Write out, word for word, every line in the data below from the one containing "assert!(layer.bbox.x >= 0.0" to the one containing "let config = word_config(&file, Some(2024));", both of them included.

[Items listed in a dataset]
--- START ---
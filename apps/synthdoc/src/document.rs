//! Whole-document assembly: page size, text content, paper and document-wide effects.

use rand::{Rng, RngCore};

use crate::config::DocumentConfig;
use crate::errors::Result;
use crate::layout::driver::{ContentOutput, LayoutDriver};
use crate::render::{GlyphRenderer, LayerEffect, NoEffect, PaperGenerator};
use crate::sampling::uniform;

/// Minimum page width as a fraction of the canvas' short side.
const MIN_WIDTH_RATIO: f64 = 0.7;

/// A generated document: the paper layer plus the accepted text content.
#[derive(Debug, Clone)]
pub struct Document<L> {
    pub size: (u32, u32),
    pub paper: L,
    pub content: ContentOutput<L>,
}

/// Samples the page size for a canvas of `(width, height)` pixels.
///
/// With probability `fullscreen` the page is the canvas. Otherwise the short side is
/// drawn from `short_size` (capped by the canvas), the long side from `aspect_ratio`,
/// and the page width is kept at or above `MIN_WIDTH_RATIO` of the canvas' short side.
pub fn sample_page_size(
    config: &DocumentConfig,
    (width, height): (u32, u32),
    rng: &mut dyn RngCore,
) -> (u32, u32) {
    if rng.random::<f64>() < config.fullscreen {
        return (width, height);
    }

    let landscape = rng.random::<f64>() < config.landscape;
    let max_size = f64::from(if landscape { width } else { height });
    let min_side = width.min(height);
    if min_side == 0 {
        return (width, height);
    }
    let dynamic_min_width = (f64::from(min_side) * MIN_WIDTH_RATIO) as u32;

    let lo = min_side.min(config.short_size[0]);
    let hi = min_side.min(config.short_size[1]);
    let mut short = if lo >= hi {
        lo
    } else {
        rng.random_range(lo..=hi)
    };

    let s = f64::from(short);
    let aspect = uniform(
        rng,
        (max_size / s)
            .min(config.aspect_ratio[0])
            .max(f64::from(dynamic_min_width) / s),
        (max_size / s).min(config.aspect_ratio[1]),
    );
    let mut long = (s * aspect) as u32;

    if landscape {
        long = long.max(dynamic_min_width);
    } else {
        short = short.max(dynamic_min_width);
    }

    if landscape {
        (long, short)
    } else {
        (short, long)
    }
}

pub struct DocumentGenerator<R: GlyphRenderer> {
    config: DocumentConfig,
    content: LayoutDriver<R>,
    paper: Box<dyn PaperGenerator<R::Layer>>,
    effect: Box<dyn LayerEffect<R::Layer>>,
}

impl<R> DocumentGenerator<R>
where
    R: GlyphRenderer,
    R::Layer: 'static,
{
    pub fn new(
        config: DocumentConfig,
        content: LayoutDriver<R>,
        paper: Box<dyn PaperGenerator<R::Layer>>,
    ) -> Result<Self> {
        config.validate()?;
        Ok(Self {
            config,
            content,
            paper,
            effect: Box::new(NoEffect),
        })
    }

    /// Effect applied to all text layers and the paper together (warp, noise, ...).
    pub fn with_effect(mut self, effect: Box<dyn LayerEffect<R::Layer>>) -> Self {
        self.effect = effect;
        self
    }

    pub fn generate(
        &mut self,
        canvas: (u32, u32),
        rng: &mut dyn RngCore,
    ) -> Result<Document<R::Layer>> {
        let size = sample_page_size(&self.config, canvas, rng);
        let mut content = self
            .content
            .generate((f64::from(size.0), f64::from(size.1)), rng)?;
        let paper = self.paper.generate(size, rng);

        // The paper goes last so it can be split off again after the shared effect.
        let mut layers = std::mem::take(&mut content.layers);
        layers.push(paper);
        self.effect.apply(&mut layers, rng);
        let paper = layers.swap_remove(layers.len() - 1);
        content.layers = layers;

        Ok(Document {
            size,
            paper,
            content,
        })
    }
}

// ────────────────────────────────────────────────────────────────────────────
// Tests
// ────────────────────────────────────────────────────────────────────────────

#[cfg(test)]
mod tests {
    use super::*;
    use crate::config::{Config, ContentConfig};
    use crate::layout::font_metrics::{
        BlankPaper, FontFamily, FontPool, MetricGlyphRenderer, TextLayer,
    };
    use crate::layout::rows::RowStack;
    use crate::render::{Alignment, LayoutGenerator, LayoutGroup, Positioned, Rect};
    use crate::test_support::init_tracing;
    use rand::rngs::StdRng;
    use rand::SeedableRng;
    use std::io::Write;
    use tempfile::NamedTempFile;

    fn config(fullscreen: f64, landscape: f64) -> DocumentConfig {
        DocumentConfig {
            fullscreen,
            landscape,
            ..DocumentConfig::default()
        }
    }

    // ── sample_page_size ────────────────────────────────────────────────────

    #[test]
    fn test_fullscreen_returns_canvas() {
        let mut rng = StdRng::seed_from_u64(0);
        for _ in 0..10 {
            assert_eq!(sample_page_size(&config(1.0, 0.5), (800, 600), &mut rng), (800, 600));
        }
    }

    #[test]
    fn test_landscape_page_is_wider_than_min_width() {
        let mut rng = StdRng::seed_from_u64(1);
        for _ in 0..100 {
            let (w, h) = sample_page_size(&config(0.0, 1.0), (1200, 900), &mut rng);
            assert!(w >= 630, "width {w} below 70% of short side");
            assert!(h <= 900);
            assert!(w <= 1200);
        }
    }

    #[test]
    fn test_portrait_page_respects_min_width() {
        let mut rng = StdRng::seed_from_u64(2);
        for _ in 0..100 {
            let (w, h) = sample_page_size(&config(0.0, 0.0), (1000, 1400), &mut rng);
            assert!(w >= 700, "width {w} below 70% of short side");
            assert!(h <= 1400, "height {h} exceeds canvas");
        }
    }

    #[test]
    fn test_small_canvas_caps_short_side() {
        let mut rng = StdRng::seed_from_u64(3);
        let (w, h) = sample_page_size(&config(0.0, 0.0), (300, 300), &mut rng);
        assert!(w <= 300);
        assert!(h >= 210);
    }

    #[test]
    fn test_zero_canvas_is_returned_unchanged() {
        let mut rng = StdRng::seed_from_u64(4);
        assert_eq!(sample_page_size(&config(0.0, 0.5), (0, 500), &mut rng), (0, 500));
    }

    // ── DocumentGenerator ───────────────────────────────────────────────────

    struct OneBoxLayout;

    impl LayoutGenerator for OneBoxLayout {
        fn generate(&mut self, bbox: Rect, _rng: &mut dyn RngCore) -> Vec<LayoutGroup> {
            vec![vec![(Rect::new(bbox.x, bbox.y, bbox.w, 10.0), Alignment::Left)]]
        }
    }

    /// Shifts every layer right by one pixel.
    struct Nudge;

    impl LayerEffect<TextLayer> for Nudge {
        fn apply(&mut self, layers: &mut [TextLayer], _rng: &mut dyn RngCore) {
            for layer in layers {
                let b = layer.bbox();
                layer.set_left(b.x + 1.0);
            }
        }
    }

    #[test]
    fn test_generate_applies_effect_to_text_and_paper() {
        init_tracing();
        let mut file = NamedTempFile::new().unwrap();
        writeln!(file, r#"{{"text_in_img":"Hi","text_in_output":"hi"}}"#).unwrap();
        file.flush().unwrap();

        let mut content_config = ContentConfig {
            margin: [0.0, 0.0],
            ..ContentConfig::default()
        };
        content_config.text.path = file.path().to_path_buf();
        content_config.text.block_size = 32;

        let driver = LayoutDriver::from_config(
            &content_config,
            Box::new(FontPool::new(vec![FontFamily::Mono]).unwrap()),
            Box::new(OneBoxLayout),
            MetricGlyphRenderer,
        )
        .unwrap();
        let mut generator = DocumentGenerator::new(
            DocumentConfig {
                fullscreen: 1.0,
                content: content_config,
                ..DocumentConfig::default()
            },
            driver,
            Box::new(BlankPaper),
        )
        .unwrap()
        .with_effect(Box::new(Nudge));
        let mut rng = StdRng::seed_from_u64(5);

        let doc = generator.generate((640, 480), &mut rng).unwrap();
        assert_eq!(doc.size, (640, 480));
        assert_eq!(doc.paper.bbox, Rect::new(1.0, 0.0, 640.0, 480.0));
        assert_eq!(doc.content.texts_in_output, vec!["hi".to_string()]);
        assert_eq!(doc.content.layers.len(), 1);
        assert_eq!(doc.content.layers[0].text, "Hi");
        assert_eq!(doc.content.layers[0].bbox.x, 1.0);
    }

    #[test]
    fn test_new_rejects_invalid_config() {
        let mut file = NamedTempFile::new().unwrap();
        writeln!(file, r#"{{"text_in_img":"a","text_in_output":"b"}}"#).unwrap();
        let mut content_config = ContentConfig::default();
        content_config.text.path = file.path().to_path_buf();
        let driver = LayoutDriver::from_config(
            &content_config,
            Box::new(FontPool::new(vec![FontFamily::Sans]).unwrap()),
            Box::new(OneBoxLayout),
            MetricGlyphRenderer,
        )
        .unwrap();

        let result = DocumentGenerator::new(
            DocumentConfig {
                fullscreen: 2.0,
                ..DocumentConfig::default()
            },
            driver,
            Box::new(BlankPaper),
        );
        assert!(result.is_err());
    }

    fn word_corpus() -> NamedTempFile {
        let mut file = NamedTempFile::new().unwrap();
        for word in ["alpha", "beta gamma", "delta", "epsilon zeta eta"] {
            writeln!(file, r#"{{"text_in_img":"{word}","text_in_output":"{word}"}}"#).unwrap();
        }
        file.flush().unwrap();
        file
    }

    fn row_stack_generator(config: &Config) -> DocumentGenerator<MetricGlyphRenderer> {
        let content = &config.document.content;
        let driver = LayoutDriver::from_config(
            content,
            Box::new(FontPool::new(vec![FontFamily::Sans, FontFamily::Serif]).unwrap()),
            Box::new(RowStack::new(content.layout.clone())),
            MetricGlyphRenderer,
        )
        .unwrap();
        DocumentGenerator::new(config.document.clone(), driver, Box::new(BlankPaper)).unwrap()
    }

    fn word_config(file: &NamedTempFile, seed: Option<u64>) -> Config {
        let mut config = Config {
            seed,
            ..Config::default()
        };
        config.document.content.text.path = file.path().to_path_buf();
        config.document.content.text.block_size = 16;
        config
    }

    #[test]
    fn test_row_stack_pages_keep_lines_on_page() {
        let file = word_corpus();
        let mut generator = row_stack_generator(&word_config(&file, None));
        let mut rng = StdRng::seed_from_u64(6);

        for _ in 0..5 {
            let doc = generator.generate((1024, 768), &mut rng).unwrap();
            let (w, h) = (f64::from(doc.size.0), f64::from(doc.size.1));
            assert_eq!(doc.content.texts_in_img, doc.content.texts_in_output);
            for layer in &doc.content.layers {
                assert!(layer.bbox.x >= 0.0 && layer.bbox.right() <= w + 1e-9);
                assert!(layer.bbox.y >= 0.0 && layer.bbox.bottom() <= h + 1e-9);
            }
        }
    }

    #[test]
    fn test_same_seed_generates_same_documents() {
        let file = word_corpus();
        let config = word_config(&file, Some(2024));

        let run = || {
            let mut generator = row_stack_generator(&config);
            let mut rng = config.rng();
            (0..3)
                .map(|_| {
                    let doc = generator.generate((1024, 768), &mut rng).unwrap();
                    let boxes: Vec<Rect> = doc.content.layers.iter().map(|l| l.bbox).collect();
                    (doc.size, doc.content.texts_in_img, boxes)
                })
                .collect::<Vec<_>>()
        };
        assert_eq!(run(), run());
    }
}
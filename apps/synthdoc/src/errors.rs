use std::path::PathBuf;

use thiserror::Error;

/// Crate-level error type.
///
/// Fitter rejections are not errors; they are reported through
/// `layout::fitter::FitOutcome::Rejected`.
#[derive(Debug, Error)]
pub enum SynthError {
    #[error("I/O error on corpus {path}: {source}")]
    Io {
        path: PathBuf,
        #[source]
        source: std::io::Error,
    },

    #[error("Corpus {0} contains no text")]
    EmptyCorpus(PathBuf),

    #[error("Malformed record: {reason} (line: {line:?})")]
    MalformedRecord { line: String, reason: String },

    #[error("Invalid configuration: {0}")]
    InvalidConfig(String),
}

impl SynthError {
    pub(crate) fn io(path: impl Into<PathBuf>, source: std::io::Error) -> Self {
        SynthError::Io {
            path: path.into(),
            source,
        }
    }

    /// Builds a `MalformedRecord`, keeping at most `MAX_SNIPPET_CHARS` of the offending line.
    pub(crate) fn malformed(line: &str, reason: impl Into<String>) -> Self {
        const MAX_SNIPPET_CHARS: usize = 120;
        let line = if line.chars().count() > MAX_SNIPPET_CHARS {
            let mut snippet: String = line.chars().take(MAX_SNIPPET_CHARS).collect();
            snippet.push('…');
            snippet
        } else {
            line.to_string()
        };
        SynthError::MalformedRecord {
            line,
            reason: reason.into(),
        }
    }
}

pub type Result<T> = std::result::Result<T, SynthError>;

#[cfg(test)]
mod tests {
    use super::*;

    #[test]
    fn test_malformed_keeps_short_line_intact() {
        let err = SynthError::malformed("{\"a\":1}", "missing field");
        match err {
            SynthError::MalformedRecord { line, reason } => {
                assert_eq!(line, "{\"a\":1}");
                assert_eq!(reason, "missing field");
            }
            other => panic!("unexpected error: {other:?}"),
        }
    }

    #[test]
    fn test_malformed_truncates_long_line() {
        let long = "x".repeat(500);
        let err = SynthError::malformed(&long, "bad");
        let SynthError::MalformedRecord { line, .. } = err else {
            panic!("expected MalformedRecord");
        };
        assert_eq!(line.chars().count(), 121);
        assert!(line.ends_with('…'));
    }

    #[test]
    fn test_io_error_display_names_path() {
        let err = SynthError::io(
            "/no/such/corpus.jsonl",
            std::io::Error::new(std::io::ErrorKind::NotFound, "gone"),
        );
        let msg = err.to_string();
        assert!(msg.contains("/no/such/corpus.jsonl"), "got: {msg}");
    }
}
--- END ---
— Exercise solution —
                assert!(layer.bbox.x >= 0.0 && layer.bbox.right() <= w + 1e-9);
                assert!(layer.bbox.y >= 0.0 && layer.bbox.bottom() <= h + 1e-9);
            }
        }
    }

    #[test]
    fn test_same_seed_generates_same_documents() {
        let file = word_corpus();
        let config = word_config(&file, Some(2024));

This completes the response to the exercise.